Please repeat each of the records that follow, exactly as written.

Collected data entries
'''
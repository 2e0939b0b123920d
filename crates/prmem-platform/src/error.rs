// Copyright (c) 2025-2026 Federico Hoerth <memparanoid@gmail.com>
// SPDX-License-Identifier: GPL-3.0-only
// See LICENSE in the repository root for full license text.

//! Error types for prmem-platform.
use thiserror::Error;

/// Errors from page syscalls.
#[derive(Debug, Error, Clone, Copy, Eq, PartialEq)]
#[repr(u8)]
pub enum PlatformError {
    /// `memfd_create` failed or the allocation budget is exhausted.
    #[error("memfd_create failed")]
    Create = 0,

    /// `ftruncate` on the backing file failed.
    #[error("ftruncate failed")]
    Truncate = 1,

    /// `mmap` of the primary view failed.
    #[error("mmap failed")]
    Map = 2,

    /// `mprotect(PROT_READ)` failed.
    #[error("mprotect(PROT_READ) failed")]
    Protect = 3,

    /// `mprotect(PROT_READ | PROT_WRITE)` failed.
    #[error("mprotect(PROT_READ | PROT_WRITE) failed")]
    Unprotect = 4,

    /// `mmap` of the alias view failed.
    #[error("alias mmap failed")]
    Remap = 5,

    /// `pthread_sigmask` failed.
    #[error("pthread_sigmask failed")]
    SignalMask = 6,
}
'''
Answer for this exercise:
repository 2e0939b0b123920d
filename crates/prmem-platform/src/error.rs
// Copyright (c) 2025-2026 Federico Hoerth <memparanoid@gmail.com>
// SPDX-License-Identifier: GPL-3.0-only
// See LICENSE in the repository root for full license text.

//! Error types for prmem-platform.
use thiserror::Error;

/// Errors from page syscalls.
#[derive(Debug, Error, Clone, Copy, Eq, PartialEq)]
#[repr(u8)]
pub enum PlatformError {
    /// `memfd_create` failed or the allocation budget is exhausted.
    #[error("memfd_create failed")]
    Create = 0,

    /// `ftruncate` on the backing file failed.
    #[error("ftruncate failed")]
    Truncate = 1,

    /// `mmap` of the primary view failed.
    #[error("mmap failed")]
    Map = 2,

    /// `mprotect(PROT_READ)` failed.
    #[error("mprotect(PROT_READ) failed")]
    Protect = 3,

    /// `mprotect(PROT_READ | PROT_WRITE)` failed.
    #[error("mprotect(PROT_READ | PROT_WRITE) failed")]
    Unprotect = 4,

    /// `mmap` of the alias view failed.
    #[error("alias mmap failed")]
    Remap = 5,

    /// `pthread_sigmask` failed.
    #[error("pthread_sigmask failed")]
    SignalMask = 6,
}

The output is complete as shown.